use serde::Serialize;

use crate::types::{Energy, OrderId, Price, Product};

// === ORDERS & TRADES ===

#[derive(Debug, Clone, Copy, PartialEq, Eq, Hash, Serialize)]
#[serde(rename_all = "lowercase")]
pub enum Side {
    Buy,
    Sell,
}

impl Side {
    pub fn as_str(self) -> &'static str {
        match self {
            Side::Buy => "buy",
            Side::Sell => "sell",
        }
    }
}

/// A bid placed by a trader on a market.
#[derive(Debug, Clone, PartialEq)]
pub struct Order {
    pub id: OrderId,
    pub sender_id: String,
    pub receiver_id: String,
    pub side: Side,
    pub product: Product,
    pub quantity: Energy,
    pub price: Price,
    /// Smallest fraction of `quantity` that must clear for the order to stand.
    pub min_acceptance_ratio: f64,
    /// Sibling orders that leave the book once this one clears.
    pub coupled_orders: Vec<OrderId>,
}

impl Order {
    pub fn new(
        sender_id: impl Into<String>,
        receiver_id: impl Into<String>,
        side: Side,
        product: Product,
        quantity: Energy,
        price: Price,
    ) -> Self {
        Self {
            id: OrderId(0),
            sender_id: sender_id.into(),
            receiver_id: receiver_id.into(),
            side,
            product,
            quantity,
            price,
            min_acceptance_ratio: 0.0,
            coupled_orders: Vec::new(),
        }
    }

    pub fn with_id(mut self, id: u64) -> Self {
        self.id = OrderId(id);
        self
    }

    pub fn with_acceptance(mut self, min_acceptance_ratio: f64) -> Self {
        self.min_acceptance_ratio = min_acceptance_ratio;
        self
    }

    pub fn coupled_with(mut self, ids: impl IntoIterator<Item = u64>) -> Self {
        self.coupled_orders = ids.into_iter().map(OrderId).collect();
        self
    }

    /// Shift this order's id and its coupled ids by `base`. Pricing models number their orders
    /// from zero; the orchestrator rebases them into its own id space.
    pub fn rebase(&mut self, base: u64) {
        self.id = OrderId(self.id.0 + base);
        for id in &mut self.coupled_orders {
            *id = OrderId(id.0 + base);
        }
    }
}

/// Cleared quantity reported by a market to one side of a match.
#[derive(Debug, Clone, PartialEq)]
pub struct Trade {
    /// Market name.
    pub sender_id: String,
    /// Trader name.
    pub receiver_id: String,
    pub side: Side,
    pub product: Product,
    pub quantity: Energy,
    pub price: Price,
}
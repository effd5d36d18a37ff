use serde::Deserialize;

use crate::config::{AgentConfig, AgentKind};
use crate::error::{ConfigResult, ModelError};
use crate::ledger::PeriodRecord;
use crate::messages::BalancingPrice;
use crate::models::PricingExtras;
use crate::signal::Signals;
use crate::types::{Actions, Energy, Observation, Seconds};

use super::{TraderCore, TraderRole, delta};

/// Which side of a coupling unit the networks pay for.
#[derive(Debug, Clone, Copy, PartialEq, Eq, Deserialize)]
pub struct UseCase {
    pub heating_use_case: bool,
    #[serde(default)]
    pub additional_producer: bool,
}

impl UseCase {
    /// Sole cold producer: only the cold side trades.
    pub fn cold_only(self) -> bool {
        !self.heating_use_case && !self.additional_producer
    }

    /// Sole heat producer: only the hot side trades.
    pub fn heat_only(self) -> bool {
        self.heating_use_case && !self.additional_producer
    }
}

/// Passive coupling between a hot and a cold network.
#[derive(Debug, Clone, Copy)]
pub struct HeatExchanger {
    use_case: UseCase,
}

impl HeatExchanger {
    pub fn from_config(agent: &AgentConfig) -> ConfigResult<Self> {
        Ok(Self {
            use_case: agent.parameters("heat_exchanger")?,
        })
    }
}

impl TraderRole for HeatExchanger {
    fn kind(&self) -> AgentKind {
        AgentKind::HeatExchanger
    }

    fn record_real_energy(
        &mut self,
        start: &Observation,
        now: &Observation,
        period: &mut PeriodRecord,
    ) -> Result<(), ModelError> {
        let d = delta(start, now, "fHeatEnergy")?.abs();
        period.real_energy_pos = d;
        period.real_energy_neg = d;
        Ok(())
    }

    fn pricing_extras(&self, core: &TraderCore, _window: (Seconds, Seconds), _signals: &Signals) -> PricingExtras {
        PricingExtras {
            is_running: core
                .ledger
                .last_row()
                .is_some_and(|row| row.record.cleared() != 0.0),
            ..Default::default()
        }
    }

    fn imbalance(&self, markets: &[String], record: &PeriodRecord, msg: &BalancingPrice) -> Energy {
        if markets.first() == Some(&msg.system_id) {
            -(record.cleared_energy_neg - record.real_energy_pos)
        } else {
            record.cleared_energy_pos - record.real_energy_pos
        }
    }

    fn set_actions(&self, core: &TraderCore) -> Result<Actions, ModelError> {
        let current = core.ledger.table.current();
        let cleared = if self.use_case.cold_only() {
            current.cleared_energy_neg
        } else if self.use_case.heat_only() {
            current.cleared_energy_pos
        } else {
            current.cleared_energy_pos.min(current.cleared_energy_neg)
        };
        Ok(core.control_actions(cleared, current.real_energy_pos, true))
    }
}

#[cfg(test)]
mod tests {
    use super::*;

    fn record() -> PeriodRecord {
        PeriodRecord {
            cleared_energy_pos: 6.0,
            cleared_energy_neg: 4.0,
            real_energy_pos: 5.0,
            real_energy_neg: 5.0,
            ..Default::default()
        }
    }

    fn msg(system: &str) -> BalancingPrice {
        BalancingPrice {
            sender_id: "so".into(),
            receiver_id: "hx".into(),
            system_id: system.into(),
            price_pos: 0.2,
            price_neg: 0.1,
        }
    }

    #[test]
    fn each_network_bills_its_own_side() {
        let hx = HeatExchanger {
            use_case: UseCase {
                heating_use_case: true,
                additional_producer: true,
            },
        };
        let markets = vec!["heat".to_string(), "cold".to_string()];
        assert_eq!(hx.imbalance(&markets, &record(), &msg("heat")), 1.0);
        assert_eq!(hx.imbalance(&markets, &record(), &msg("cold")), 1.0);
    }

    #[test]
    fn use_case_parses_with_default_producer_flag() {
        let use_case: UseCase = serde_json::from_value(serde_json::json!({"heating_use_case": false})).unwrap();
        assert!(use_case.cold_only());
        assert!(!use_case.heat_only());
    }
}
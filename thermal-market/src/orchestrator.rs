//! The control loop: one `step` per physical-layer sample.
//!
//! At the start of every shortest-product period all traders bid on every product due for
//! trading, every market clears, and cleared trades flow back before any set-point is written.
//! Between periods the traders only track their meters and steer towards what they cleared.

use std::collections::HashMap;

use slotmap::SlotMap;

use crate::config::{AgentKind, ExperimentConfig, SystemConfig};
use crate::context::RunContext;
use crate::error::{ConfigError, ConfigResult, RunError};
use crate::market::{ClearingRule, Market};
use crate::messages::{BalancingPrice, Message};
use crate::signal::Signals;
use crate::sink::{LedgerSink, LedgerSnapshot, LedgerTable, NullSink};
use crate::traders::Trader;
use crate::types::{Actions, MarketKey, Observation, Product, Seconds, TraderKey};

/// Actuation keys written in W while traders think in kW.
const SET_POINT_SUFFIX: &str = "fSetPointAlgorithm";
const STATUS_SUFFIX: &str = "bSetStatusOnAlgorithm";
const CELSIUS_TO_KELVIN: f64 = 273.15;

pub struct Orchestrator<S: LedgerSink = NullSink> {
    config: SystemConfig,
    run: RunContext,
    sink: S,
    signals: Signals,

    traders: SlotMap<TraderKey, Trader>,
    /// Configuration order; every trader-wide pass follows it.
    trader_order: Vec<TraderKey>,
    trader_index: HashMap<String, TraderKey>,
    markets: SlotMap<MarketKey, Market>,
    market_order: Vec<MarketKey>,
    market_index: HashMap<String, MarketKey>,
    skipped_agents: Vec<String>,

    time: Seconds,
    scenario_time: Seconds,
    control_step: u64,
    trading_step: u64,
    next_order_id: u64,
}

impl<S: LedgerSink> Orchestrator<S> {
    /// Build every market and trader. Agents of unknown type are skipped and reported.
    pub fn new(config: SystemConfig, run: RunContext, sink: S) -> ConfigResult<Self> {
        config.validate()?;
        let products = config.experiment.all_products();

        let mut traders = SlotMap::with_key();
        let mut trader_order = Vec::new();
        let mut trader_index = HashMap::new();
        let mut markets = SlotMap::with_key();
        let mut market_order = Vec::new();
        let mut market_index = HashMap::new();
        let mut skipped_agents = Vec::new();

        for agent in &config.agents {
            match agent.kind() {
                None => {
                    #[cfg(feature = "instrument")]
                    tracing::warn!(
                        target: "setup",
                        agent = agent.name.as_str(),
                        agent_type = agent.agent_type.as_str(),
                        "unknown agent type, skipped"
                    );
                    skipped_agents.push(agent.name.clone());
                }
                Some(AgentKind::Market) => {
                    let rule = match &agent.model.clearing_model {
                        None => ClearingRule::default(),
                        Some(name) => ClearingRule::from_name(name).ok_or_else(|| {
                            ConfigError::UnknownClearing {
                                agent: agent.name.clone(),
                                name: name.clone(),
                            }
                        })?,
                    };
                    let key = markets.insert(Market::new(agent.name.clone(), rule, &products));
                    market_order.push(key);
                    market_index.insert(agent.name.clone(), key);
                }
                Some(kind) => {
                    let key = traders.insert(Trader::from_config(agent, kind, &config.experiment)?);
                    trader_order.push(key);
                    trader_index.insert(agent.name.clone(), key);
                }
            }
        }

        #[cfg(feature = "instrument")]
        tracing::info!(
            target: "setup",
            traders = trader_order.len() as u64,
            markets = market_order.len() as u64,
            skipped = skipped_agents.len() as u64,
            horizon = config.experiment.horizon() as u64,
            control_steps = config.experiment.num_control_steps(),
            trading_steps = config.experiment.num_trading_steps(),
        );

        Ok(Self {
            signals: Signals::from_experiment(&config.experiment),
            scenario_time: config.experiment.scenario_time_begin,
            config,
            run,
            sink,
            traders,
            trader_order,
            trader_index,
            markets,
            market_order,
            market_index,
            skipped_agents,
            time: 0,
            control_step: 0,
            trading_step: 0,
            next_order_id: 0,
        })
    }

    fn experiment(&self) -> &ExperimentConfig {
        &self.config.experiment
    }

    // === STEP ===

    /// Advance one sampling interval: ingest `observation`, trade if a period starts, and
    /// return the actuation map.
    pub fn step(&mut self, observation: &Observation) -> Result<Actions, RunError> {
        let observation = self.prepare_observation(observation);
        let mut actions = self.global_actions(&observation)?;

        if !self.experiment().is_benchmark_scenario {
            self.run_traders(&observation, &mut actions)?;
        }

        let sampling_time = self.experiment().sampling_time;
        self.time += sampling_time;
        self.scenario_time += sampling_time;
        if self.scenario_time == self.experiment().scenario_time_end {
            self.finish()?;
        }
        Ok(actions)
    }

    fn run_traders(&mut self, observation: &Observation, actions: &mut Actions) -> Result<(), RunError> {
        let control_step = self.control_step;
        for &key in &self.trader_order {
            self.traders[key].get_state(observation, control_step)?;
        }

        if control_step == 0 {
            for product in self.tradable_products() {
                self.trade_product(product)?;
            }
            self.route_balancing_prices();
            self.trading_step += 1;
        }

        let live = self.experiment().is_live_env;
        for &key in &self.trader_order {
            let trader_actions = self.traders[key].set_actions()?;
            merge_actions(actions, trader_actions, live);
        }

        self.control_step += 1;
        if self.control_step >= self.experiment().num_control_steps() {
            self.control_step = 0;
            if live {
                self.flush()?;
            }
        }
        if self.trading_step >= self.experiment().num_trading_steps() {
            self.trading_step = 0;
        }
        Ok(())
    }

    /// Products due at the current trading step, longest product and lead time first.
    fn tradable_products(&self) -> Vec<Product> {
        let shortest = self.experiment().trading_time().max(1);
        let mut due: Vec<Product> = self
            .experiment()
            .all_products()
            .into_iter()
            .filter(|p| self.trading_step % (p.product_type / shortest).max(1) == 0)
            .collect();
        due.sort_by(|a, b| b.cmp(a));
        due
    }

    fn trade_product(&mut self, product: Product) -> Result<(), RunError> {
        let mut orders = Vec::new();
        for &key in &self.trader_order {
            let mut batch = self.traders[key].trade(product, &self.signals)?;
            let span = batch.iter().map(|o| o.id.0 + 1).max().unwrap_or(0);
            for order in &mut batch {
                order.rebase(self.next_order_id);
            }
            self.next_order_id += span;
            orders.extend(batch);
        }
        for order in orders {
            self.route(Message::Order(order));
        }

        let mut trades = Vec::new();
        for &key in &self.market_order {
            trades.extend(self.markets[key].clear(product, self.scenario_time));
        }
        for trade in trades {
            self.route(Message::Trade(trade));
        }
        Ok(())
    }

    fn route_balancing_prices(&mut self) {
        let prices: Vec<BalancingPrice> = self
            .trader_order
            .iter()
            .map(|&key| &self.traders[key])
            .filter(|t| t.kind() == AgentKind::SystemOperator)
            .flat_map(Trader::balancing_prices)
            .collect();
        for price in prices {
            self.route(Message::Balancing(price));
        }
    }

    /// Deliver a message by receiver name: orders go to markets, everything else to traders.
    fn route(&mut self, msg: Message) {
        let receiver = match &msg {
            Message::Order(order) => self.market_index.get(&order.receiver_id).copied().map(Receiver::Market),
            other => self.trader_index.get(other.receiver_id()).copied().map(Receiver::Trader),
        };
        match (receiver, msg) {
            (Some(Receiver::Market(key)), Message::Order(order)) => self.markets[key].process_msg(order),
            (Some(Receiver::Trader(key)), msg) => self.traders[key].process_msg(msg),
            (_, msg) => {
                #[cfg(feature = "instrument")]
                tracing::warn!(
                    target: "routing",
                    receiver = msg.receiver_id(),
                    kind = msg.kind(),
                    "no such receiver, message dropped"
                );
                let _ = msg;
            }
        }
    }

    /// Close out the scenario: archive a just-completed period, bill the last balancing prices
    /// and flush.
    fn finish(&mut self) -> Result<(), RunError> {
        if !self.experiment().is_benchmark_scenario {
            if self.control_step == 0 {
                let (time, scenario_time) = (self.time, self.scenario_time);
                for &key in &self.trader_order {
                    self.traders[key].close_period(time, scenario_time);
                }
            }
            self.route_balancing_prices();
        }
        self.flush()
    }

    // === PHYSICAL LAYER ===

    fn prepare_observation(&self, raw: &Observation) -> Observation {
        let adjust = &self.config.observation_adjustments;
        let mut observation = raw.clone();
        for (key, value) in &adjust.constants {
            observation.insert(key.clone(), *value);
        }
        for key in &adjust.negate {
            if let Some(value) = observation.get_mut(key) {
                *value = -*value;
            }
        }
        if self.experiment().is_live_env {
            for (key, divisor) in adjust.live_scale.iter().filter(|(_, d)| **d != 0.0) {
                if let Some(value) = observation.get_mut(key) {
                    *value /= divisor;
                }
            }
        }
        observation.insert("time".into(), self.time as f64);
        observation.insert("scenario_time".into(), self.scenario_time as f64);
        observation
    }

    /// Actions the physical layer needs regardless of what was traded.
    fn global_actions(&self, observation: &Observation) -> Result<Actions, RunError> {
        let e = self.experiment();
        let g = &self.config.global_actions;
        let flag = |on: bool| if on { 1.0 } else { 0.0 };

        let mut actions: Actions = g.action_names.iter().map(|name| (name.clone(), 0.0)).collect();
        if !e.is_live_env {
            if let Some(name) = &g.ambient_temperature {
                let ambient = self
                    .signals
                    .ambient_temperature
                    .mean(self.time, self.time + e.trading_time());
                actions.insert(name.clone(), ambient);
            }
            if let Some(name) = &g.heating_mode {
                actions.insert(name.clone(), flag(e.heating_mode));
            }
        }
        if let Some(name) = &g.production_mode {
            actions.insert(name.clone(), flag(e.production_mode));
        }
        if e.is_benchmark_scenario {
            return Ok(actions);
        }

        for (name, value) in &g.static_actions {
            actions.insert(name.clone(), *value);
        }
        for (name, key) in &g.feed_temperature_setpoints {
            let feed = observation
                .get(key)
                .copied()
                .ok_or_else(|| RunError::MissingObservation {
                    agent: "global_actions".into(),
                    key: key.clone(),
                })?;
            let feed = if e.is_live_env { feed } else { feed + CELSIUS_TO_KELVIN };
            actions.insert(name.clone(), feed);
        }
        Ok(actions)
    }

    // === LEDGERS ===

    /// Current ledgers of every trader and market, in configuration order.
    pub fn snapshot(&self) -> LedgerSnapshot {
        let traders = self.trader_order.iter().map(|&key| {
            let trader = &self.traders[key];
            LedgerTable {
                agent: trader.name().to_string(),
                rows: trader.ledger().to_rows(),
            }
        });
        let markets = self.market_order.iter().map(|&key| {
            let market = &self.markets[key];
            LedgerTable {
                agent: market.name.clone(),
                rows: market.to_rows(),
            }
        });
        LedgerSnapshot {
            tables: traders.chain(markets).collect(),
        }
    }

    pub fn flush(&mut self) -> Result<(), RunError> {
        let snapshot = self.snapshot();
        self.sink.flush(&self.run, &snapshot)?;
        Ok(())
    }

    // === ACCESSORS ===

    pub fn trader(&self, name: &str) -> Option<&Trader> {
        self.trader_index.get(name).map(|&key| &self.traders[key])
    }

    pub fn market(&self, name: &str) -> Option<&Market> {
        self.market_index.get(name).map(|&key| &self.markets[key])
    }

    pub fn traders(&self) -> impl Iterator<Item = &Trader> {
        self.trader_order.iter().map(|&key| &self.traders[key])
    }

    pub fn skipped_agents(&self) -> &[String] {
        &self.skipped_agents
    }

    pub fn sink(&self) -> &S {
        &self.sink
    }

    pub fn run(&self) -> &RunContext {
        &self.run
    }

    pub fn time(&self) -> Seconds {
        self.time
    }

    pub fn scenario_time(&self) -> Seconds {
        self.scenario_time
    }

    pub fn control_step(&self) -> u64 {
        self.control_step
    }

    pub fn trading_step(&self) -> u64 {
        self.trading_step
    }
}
===============
*Aim of the exercise*: Lines above with "rows": state how many, nothing more.

*Response area*: 2